Lévi-Strauss’s “larger unsuspected entities” are no mere theoretical postulates, but can be uncovered by synchronic and diachronic analysis, and reflect genuine social processes occurring between their component communities over time and space. Such processes are unlikely to be observable by methods of participant observation, and they are still less likely to be recorded in the documentary archive. Already anticipating the advent of trans-local and global ethnography in current anthropology, they can be seen in curious and unexpected features of ethnographically known lived worlds. For instance, as Lévi-Strauss claimed, in the extreme differences between the Salish and Kwakiutl versions of what both peoples claim to be the same mask, or in the function of ritual and myth to articulate that past outside time at the rhythm of life cycle, seasons and the sequence of generations.
Lately, in his Japanese musings, he vigorously provided a clear justification for another “larger unsuspected entity” based on the logic of symmetric histories and mythologies, both similar and opposite, across Japanese, South American and West European cultures (Lévi-Strauss, 2011). He advanced his structural claims by weaving a mesmerizing set of patterns and transformations to construct a system of invariant differences between Europe and the Americas across the indigenous populations of the Pacific Rim. Thereby, the opposite ends of the Eurasian and American continents are deemed to meet together in an emergent realization of the massively constructed, but logically possible, inversions along a multiplicity of concrete dimensions (Doja, 2020).
We argue that these processes can be modeled and simulated by means of a software mechanism using DEVS formalism and Google Earth API. This mechanism, presented in section “Visualization of a given myth using Google Earth” is aimed to visualize on a map how a given myth is embedded into the geographically distributed life worlds of neighboring people.
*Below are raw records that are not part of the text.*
//! Application state shared across handlers.

use std::sync::Arc;

use crate::backend::{BackendClient, BackendError};
use crate::config::StorefrontConfig;

/// Application state shared across all handlers.
///
/// This struct is cheaply cloneable via `Arc` and provides access to the
/// configuration and the backend client.
#[derive(Clone)]
pub struct AppState {
    inner: Arc<AppStateInner>,
}

struct AppStateInner {
    config: StorefrontConfig,
    backend: BackendClient,
}

impl AppState {
    /// Create a new application state.
    ///
    /// # Errors
    ///
    /// Returns an error if the backend HTTP client cannot be built.
    pub fn new(config: StorefrontConfig) -> Result<Self, BackendError> {
        let backend = BackendClient::new(config.api_url.clone())?;

        Ok(Self {
            inner: Arc::new(AppStateInner { config, backend }),
        })
    }

    /// Get a reference to the storefront configuration.
    #[must_use]
    pub fn config(&self) -> &StorefrontConfig {
        &self.inner.config
    }

    /// Get a reference to the REST backend client.
    #[must_use]
    pub fn backend(&self) -> &BackendClient {
        &self.inner.backend
    }
}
Anthropologists often convey how descriptive placenames and related narratives bring graphically to mind the locations they depict (Basso, 1988). In particular, mapping a territory by means of mythical narratives brings about a cultural meaning and temporal experience of space on which people rely to act. When a myth is told, the people who are listening to the story are able to connect places to old individual and collective experiences. For instance, an arid place referred to by a spring name in Corsican folktales, which we use for computer simulation and visualization on a map, evokes how the ancient world was like and the probable reasons that might have led to its transformation. While referring to Neolithic places, sacred mountains and important springs, mythical narratives allow people to be in the position of their ancestors dwelling at the places referred. The myth makes them travel in their minds mental images that convey ancestral experiences. Linked to specific locations, it provides symbolic reference points for the moral imagination and its practical bearing on the actualities of people’s lives. In this sense, the larger unsuspected entities people construct in their myths out of the immediate locations in which they dwell can be said to dwell in them, as Lévi-Strauss would have put it again, without their being aware of the fact.
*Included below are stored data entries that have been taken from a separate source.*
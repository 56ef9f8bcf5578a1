//! Admin configuration loaded from environment variables.
//!
//! # Environment Variables
//!
//! ## Required
//! - `SEGUNDA_MANA_API_URL` - Base URL of the Segunda Mana REST backend
//!
//! ## Optional
//! - `ADMIN_HOST` - Bind address (default: 127.0.0.1)
//! - `ADMIN_PORT` - Listen port (default: 3001)
//! - `ADMIN_BASE_URL` - Public URL (default: `http://localhost:3001`);
//!   an `https://` URL turns on the secure cookie flag
//! - `SENTRY_DSN` - Sentry error tracking DSN
//! - `SENTRY_ENVIRONMENT` - Sentry environment name
//! - `SENTRY_SAMPLE_RATE` - Error sample rate (default: 1.0)
//! - `SENTRY_TRACES_SAMPLE_RATE` - Transaction sample rate (default: 0.1)

use std::net::{IpAddr, SocketAddr};

use thiserror::Error;
use url::Url;

/// Configuration errors that can occur during loading.
#[derive(Debug, Error)]
pub enum ConfigError {
    #[error("Missing environment variable: {0}")]
    MissingEnvVar(String),
    #[error("Invalid environment variable {0}: {1}")]
    InvalidEnvVar(String, String),
}

/// Admin application configuration.
#[derive(Debug, Clone)]
pub struct AdminConfig {
    /// REST backend base URL
    pub api_url: Url,
    /// IP address to bind the server to
    pub host: IpAddr,
    /// Port to listen on
    pub port: u16,
    /// Public base URL for the admin panel
    pub base_url: String,
    pub sentry_dsn: Option<String>,
    pub sentry_environment: Option<String>,
    pub sentry_sample_rate: f32,
    pub sentry_traces_sample_rate: f32,
}

impl AdminConfig {
    /// Load configuration from environment variables.
    ///
    /// # Errors
    ///
    /// Returns `ConfigError` if required variables are missing or invalid.
    pub fn from_env() -> Result<Self, ConfigError> {
        let _ = dotenvy::dotenv();

        let api_url = parse_api_url(
            "SEGUNDA_MANA_API_URL",
            &get_required_env("SEGUNDA_MANA_API_URL")?,
        )?;
        let host = get_env_or_default("ADMIN_HOST", "127.0.0.1")
            .parse::<IpAddr>()
            .map_err(|e| ConfigError::InvalidEnvVar("ADMIN_HOST".to_string(), e.to_string()))?;
        let port = get_env_or_default("ADMIN_PORT", "3001")
            .parse::<u16>()
            .map_err(|e| ConfigError::InvalidEnvVar("ADMIN_PORT".to_string(), e.to_string()))?;
        let base_url = get_env_or_default("ADMIN_BASE_URL", "http://localhost:3001");

        let sentry_dsn = get_optional_env("SENTRY_DSN");
        let sentry_environment = get_optional_env("SENTRY_ENVIRONMENT");
        let sentry_sample_rate = get_optional_env("SENTRY_SAMPLE_RATE")
            .and_then(|s| s.parse().ok())
            .unwrap_or(1.0);
        let sentry_traces_sample_rate = get_optional_env("SENTRY_TRACES_SAMPLE_RATE")
            .and_then(|s| s.parse().ok())
            .unwrap_or(0.1);

        Ok(Self {
            api_url,
            host,
            port,
            base_url,
            sentry_dsn,
            sentry_environment,
            sentry_sample_rate,
            sentry_traces_sample_rate,
        })
    }

    /// Defaults for everything except the backend URL.
    #[must_use]
    pub fn for_backend(api_url: Url) -> Self {
        Self {
            api_url,
            host: IpAddr::from([127, 0, 0, 1]),
            port: 3001,
            base_url: "http://localhost:3001".to_string(),
            sentry_dsn: None,
            sentry_environment: None,
            sentry_sample_rate: 1.0,
            sentry_traces_sample_rate: 0.1,
        }
    }

    /// Returns the socket address for binding the server.
    #[must_use]
    pub const fn socket_addr(&self) -> SocketAddr {
        SocketAddr::new(self.host, self.port)
    }

    #[must_use]
    pub fn is_secure(&self) -> bool {
        self.base_url.starts_with("https://")
    }
}

// =============================================================================
// Helper Functions
// =============================================================================

fn get_required_env(key: &str) -> Result<String, ConfigError> {
    std::env::var(key).map_err(|_| ConfigError::MissingEnvVar(key.to_string()))
}

fn get_optional_env(key: &str) -> Option<String> {
    std::env::var(key).ok().filter(|v| !v.trim().is_empty())
}

fn get_env_or_default(key: &str, default: &str) -> String {
    std::env::var(key).unwrap_or_else(|_| default.to_string())
}

/// Parse the backend URL, accepting only http(s).
///
/// # Errors
///
/// Returns `ConfigError::InvalidEnvVar` naming `key` when the value does not
/// parse or uses another scheme.
pub fn parse_api_url(key: &str, value: &str) -> Result<Url, ConfigError> {
    let url = Url::parse(value.trim())
        .map_err(|e| ConfigError::InvalidEnvVar(key.to_string(), e.to_string()))?;
    if !matches!(url.scheme(), "http" | "https") {
        return Err(ConfigError::InvalidEnvVar(
            key.to_string(),
            format!("unsupported scheme '{}'", url.scheme()),
        ));
    }
    Ok(url)
}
Structural analysis of myth
Many commentators, either admirers or critics, have retained from the structural analysis of myth its capacity to disclose stable, common, and probably universal frameworks. Fundamentally, Lévi-Strauss preferred to look for rules that would ideally make it possible to generate, starting from a myth of reference, the finite or infinite whole of all other real or possible myths. In the structural study of myths, Lévi-Strauss demonstrated the transformational morphodynamics of mythical networks. One of the most powerful of Lévi-Strauss’s ideas is his description of the generative engine of myths on the basis of the set of their own transformations.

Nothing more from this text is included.